"Your medicine is called Olanzapine. Pronounced 'o-lan-za-peen,'" says the lime green kids' brochure for the antipsychotic Zyprexa, published by Britain's National Health Service (NHS). "Many children, teenagers and young people need to take medicines prescribed by doctors to help them stay well and healthy," says the text amid cartoons of happy children skating, roller blading and playing soccer.
Similar brochures educate children about "ris-perry-done" (Risperdal), another antipsychotic and "ato-mox-e-teen" (Strattera), an ADHD drug. But when mental health advocate Ben Hansen tried to "educate" US children further by posting the brochures on his web site bonkersinstitute.org, he got a love letter from the NHS.
"I have been informed that you are using our leaflets on your web-site," wrote Deputy Chief Pharmacist with the Central and North West London NHS Trust Sue Eccles in an email this month. "Our objective is [sic] provide written materials to support the verbal counselling given by healthcare professionals -- they are not meant to stand alone as sources of information," says Eccles requesting that only the "front page and our contact details," be shown.
Unfortunately, the NHS caught Hansen on a day he didn't take his meds. "We posted the NHS leaflets to stimulate public scrutiny of your agency," replied Hansen, who writes under the pseudonym Methodius Isaac Bonkers, MD. "We call upon the NHS to stop promoting harmful psychotropic drugs for children. In a spirit of full disclosure and transparency, we have now posted your letter as well."
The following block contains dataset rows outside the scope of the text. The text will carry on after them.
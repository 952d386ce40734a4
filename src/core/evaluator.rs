//! Transcript evaluation: credit totals, GPA and next-course eligibility

use crate::core::codec::CourseId;
use crate::core::models::{Grade, Transcript};
use crate::{debug, info};

/// Credit-hour totals accumulated over a transcript
#[derive(Debug, Clone, Copy, Default, PartialEq, Eq)]
pub struct Totals {
    /// Sum of `100 * grade value * credit` over passed courses
    pub grade_points: u64,
    /// Credit of failed and passed courses
    pub hours_attempted: u64,
    /// Credit of passed courses
    pub hours_completed: u64,
    /// Credit of ungraded and failed courses
    pub credits_remaining: u64,
}

impl Totals {
    /// Add one course's credit according to its grade
    pub fn add(&mut self, grade: Grade, credit: u32) {
        let credit = u64::from(credit);
        let status = grade.status();
        if status.counts_attempted() {
            self.hours_attempted += credit;
        }
        if status.is_outstanding() {
            self.credits_remaining += credit;
        }
        if grade.is_passing() {
            self.hours_completed += credit;
            let points = u64::try_from(grade.value()).unwrap_or_default();
            self.grade_points += 100 * points * credit;
        }
    }

    /// GPA scaled by 100, truncated; 0 when nothing was attempted
    #[must_use]
    pub const fn gpa100(&self) -> u64 {
        if self.hours_attempted == 0 {
            0
        } else {
            self.grade_points / self.hours_attempted
        }
    }
}

/// Result of evaluating a transcript
#[derive(Debug, Clone, Default, PartialEq, Eq)]
pub struct Evaluation {
    /// Credit totals
    pub totals: Totals,
    /// Courses that can be taken next, in input order
    pub possible: Vec<CourseId>,
}

impl Evaluation {
    /// GPA scaled by 100
    #[must_use]
    pub const fn gpa100(&self) -> u64 {
        self.totals.gpa100()
    }

    /// True when nothing is left to take
    #[must_use]
    pub fn is_complete(&self) -> bool {
        self.possible.is_empty() && self.totals.credits_remaining == 0
    }
}

/// Evaluate a parsed transcript
///
/// Every parsed line is visited in input order using the latest record for
/// its id. A course is possible to take next when it is not passed and its
/// prerequisite expression holds, where a prerequisite counts only if it has
/// a passing grade on this transcript.
#[must_use]
pub fn evaluate(transcript: &Transcript) -> Evaluation {
    let mut evaluation = Evaluation::default();

    for record in transcript.records() {
        let status = record.status();
        evaluation.totals.add(record.grade, record.credit);

        let satisfied = record
            .prerequisites
            .is_satisfied(|id| transcript.is_passed(id));
        debug!(
            "{}: {:?}, credit {}, prerequisites {}",
            record.code,
            status,
            record.credit,
            if satisfied { "met" } else { "unmet" }
        );

        if satisfied && status.is_outstanding() {
            evaluation.possible.push(record.id);
        }
    }

    info!(
        "Evaluated {} records: {} attempted, {} completed, {} remaining, {} possible",
        transcript.len(),
        evaluation.totals.hours_attempted,
        evaluation.totals.hours_completed,
        evaluation.totals.credits_remaining,
        evaluation.possible.len()
    );

    evaluation
}
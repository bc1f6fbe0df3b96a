//! Payload classification.
//!
//! A payload is parsed into exactly one semantic delta. Precedence is
//! authoritative for payloads that would satisfy more than one rule:
//! retrieval flag, then content, then thinking. A payload that is not valid
//! JSON is never dropped; it falls back to a content delta carrying the raw
//! text verbatim.

use serde::Deserialize;

use crate::models::RetrieveResult;

/// One classified increment from the stream.
#[derive(Debug, Clone, PartialEq)]
pub enum StreamDelta {
    /// Knowledge-base retrieval metadata for the in-flight message.
    Retrieval {
        kb_name: Option<String>,
        retrieves: Vec<RetrieveResult>,
    },
    /// Fragment of answer text (may contain embedded tags).
    Content(String),
    /// Fragment of out-of-band reasoning text.
    Thinking(String),
}

/// Structured form of a data payload. All fields optional; classification
/// decides which one wins.
#[derive(Debug, Deserialize)]
struct ChunkPayload {
    #[serde(default, rename = "retrieveMode")]
    retrieve_mode: bool,
    #[serde(default, rename = "kbName")]
    kb_name: Option<String>,
    #[serde(default)]
    retrieves: Vec<RetrieveResult>,
    #[serde(default)]
    content: Option<String>,
    #[serde(default)]
    thinking: Option<String>,
}

/// Classify one payload string.
///
/// Returns `None` for a payload that parses as JSON but carries none of the
/// classified fields (nothing to apply). Unparseable payloads become literal
/// content.
pub fn classify_payload(payload: &str) -> Option<StreamDelta> {
    let parsed: ChunkPayload = match serde_json::from_str(payload) {
        Ok(parsed) => parsed,
        Err(err) => {
            tracing::debug!(%err, "non-JSON payload, passing through as content");
            return Some(StreamDelta::Content(payload.to_string()));
        }
    };

    if parsed.retrieve_mode {
        return Some(StreamDelta::Retrieval {
            kb_name: parsed.kb_name,
            retrieves: parsed.retrieves,
        });
    }
    if let Some(content) = parsed.content.filter(|c| !c.is_empty()) {
        return Some(StreamDelta::Content(content));
    }
    if let Some(thinking) = parsed.thinking.filter(|t| !t.is_empty()) {
        return Some(StreamDelta::Thinking(thinking));
    }
    None
}
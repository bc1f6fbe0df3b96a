//! Transport adapter implementations.
//!
//! - `reqwest_transport` - production adapter over HTTP
//! - `mock` - scripted adapter for tests

pub mod mock;
pub mod reqwest_transport;

pub use mock::MockTransport;
pub use reqwest_transport::ReqwestTransport;
//! Per-submit stream session.
//!
//! One `StreamSession` exists per `submit()` call. It owns the transient
//! pipeline state: the line framer, the cancellation token, and the raw
//! accumulators that deltas are folded into. It is discarded when the stream
//! terminates, errors, or is cancelled.

use crate::cancel::CancelToken;
use crate::engine::state::ConversationState;
use crate::sse::{extract_tags, LineFramer, StreamDelta};

pub(crate) struct StreamSession {
    pub session_id: String,
    pub message_id: String,
    pub cancel: CancelToken,
    pub framer: LineFramer,
    /// Raw accumulated content text; only ever grows.
    raw_content: String,
    /// Thinking text carried by dedicated wire deltas (as opposed to
    /// tag-extracted thinking, which is recomputed from `raw_content`).
    wire_thinking: String,
    /// Cached tag-extracted thinking from the last content update.
    tag_thinking: String,
}

impl StreamSession {
    pub fn new(session_id: String, message_id: String, cancel: CancelToken) -> Self {
        Self {
            session_id,
            message_id,
            cancel,
            framer: LineFramer::new(),
            raw_content: String::new(),
            wire_thinking: String::new(),
            tag_thinking: String::new(),
        }
    }

    /// Fold one classified delta into the owning message.
    ///
    /// Content deltas re-run tag extraction over the full accumulated buffer,
    /// which keeps tags split across chunk boundaries correct. Returns true
    /// when the message changed.
    pub fn apply_delta(&mut self, state: &ConversationState, delta: StreamDelta) -> bool {
        match delta {
            StreamDelta::Content(text) => {
                self.raw_content.push_str(&text);
                let extraction = extract_tags(&self.raw_content);
                self.tag_thinking = extraction.thinking;
                let thinking = self.combined_thinking();
                let raw = self.raw_content.clone();
                state.update(&self.message_id, move |message| {
                    message.content = raw;
                    message.display_content = extraction.display;
                    message.thinking = thinking;
                    message.tool_names = extraction.tool_names;
                })
            }
            StreamDelta::Thinking(text) => {
                self.wire_thinking.push_str(&text);
                let thinking = self.combined_thinking();
                state.update(&self.message_id, move |message| {
                    message.thinking = thinking;
                })
            }
            StreamDelta::Retrieval { kb_name, retrieves } => {
                state.update(&self.message_id, move |message| {
                    message.retrieve_mode = true;
                    if kb_name.is_some() {
                        message.kb_name = kb_name;
                    }
                    message.retrieves = retrieves;
                })
            }
        }
    }

    /// Wire thinking deltas first, then tag-extracted inner texts, joined
    /// with no separator; `None` when both are empty.
    fn combined_thinking(&self) -> Option<String> {
        if self.wire_thinking.is_empty() && self.tag_thinking.is_empty() {
            return None;
        }
        Some(format!("{}{}", self.wire_thinking, self.tag_thinking))
    }
}
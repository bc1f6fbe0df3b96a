//! Streaming ingestion pipeline.
//!
//! Data flows strictly downward, once per received chunk:
//! - `reader` - pulls transport bytes, boundary-safe text decoding,
//!   cancellation suspension point
//! - `framer` - reassembles decoded text into newline-delimited lines
//! - `parser` - recognizes `data:`-prefixed event lines and the `[DONE]`
//!   sentinel
//! - `classifier` - parses a payload into a [`StreamDelta`], with a raw-text
//!   fallback for non-conforming payloads
//! - `tags` - extracts in-band `<think>`/`<tool>` regions from accumulated
//!   content

mod classifier;
mod decode;
mod framer;
mod parser;
mod reader;
mod tags;

pub use classifier::{classify_payload, StreamDelta};
pub use decode::Utf8Decoder;
pub use framer::LineFramer;
pub use parser::{parse_sse_line, SseLine, DONE_SENTINEL, EVENT_PREFIX};
pub use reader::{ReadError, ReadEvent, StreamReader};
pub use tags::{extract_tags, TagExtraction};
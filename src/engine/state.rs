//! Conversation state: message lifecycle and snapshot publication.
//!
//! The message list is the only shared mutable resource. It is mutated
//! exclusively through "update message by id" operations, so two overlapping
//! streams touching distinct messages never conflict. Every publish sends an
//! immutable `Arc<Vec<Message>>` snapshot through a watch channel; callers
//! batch publishes per processed chunk.

use std::sync::{Arc, Mutex, MutexGuard};

use tokio::sync::watch;

use crate::models::{Message, MessageStatus, ERROR_APOLOGY};

/// Owns the message list and its snapshot channel.
pub struct ConversationState {
    messages: Mutex<Vec<Message>>,
    tx: watch::Sender<Arc<Vec<Message>>>,
}

impl ConversationState {
    pub fn new() -> Self {
        let (tx, _rx) = watch::channel(Arc::new(Vec::new()));
        Self {
            messages: Mutex::new(Vec::new()),
            tx,
        }
    }

    /// Subscribe to published snapshots.
    pub fn subscribe(&self) -> watch::Receiver<Arc<Vec<Message>>> {
        self.tx.subscribe()
    }

    /// The most recently published snapshot.
    pub fn snapshot(&self) -> Arc<Vec<Message>> {
        self.tx.borrow().clone()
    }

    /// Append a message without publishing.
    pub fn append(&self, message: Message) {
        self.lock().push(message);
    }

    /// Publish an immutable snapshot of the current message list.
    pub fn publish(&self) {
        let snapshot = Arc::new(self.lock().clone());
        self.tx.send_replace(snapshot);
    }

    /// Apply a mutation to the message with the given id.
    ///
    /// Returns false when the id is unknown. Does not publish.
    pub fn update<F>(&self, id: &str, mutate: F) -> bool
    where
        F: FnOnce(&mut Message),
    {
        let mut messages = self.lock();
        match messages.iter_mut().find(|m| m.id == id) {
            Some(message) => {
                mutate(message);
                true
            }
            None => false,
        }
    }

    /// Transition `Pending -> Streaming` for the first processed delta.
    ///
    /// Returns true only on the transition itself; callers use this to force
    /// the immediate snapshot publish that clears the loading indicator.
    pub fn mark_streaming(&self, id: &str) -> bool {
        let mut transitioned = false;
        self.update(id, |message| {
            if message.status == MessageStatus::Pending {
                message.status = MessageStatus::Streaming;
                transitioned = true;
            }
        });
        transitioned
    }

    /// Terminal transition to `Success`, preserving accumulated content.
    ///
    /// Used for both clean stream end and cooperative cancellation;
    /// cancellation is explicitly not a failure. No-op once terminal.
    pub fn complete(&self, id: &str) -> bool {
        let mut transitioned = false;
        self.update(id, |message| {
            if !message.status.is_terminal() {
                message.status = MessageStatus::Success;
                transitioned = true;
            }
        });
        transitioned
    }

    /// Terminal transition to `Error`.
    ///
    /// Replaces the displayed content with the fixed apology string and
    /// discards partial accumulation. No-op once terminal.
    pub fn fail(&self, id: &str) -> bool {
        let mut transitioned = false;
        self.update(id, |message| {
            if !message.status.is_terminal() {
                message.status = MessageStatus::Error;
                message.content = ERROR_APOLOGY.to_string();
                message.display_content = ERROR_APOLOGY.to_string();
                message.thinking = None;
                message.tool_names.clear();
                transitioned = true;
            }
        });
        transitioned
    }

    fn lock(&self) -> MutexGuard<'_, Vec<Message>> {
        self.messages
            .lock()
            .unwrap_or_else(|poisoned| poisoned.into_inner())
    }
}

impl Default for ConversationState {
    fn default() -> Self {
        Self::new()
    }
}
No wonder Hansen's four-year-old site, the Bonkers Institute, is considered a leader in sunshine activism. Hansen's zeal for unearthing and posting pharma sleight-of-hand even landed him on the front page of the New York Times two years ago in an article called,
"In Some States, Maker Oversees Use of Its Drug."
Twenty states take advantage of the Pharmacy Quality Improvement Project, a "free" program from Eli Lilly that shows states how to save money on...drugs from Eli Lilly. But Hansen, says the Times "obtained documents through a Freedom of Information request that showed a Lilly account executive had asked to take part in planning sessions and offered to have Lilly representatives brief doctors."